Task to carry out: Count up the lines below containing the word "transpose", and give the result with no other words.

=== Begin Enclosure ===

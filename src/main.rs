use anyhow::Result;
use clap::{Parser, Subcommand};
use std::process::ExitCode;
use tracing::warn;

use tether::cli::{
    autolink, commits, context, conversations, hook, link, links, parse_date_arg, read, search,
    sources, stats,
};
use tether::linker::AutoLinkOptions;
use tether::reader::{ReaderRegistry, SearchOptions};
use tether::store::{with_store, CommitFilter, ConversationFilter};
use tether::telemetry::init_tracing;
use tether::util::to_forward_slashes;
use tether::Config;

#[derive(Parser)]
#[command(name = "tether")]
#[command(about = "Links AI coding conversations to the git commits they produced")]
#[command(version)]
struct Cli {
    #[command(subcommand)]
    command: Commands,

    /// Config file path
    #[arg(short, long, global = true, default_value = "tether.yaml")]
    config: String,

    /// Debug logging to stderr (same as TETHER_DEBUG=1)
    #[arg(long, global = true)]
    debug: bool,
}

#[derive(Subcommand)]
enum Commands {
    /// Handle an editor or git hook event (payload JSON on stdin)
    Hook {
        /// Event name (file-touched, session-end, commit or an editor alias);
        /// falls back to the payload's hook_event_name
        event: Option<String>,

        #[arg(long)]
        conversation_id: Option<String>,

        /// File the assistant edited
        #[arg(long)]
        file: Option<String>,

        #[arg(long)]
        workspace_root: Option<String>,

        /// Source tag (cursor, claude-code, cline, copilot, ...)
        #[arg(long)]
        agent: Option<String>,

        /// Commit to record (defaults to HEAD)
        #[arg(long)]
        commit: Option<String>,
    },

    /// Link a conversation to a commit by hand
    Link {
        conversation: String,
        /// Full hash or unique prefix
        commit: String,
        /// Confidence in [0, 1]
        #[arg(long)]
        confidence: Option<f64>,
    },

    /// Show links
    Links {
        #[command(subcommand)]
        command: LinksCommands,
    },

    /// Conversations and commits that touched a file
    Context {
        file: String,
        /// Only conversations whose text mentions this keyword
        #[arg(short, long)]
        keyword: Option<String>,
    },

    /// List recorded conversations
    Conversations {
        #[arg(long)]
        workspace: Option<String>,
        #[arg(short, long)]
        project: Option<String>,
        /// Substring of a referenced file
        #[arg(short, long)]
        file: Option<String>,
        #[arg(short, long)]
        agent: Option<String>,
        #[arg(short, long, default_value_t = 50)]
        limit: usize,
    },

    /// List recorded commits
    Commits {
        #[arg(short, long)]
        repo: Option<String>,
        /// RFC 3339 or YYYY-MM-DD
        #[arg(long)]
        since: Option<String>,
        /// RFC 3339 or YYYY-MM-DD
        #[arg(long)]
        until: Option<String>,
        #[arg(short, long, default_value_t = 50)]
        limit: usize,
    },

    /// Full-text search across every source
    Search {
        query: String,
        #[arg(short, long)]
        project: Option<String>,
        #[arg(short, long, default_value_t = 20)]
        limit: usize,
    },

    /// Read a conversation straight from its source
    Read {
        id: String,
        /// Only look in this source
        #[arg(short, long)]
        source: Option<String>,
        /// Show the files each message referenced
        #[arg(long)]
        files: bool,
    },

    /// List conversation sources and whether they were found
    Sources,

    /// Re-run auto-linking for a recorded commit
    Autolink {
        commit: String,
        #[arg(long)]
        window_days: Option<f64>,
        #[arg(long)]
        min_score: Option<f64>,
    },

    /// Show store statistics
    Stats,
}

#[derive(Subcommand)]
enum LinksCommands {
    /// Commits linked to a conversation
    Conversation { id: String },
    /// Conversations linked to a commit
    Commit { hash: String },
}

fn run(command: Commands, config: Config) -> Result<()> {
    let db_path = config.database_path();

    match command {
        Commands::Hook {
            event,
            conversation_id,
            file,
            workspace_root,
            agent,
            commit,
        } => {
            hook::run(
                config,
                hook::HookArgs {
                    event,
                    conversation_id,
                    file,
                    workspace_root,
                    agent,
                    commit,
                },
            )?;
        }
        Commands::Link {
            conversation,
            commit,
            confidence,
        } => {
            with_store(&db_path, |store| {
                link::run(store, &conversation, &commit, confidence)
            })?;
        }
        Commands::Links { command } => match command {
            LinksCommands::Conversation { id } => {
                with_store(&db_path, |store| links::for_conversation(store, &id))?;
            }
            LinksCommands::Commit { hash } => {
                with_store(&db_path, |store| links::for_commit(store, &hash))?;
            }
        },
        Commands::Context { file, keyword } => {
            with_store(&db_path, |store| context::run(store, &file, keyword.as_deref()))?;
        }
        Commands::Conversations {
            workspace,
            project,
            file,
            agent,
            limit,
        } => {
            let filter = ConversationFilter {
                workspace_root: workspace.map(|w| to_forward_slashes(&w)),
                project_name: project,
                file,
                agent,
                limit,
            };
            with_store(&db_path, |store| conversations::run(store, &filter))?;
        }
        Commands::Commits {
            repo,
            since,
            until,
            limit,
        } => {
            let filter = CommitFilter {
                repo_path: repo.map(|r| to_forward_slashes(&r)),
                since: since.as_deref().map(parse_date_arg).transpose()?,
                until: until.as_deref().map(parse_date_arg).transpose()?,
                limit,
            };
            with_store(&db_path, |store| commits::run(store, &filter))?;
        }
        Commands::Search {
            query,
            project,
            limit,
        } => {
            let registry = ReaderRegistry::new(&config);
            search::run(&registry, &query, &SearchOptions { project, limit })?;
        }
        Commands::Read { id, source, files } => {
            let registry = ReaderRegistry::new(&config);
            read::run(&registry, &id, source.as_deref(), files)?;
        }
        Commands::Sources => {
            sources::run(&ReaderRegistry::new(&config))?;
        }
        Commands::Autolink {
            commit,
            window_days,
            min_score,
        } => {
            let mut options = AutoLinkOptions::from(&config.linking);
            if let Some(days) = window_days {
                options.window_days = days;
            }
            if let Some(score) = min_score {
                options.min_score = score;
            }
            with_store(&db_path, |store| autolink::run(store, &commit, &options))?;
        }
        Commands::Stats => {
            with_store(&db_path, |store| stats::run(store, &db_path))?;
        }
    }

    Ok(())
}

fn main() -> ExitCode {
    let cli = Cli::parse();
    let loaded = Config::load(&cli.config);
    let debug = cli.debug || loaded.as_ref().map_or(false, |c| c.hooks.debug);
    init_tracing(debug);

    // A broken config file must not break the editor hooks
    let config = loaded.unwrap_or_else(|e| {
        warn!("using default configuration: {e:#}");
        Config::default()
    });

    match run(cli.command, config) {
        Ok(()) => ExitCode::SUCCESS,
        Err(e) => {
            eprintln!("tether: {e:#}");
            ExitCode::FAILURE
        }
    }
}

=== End Enclosure ===

Exercise response: 2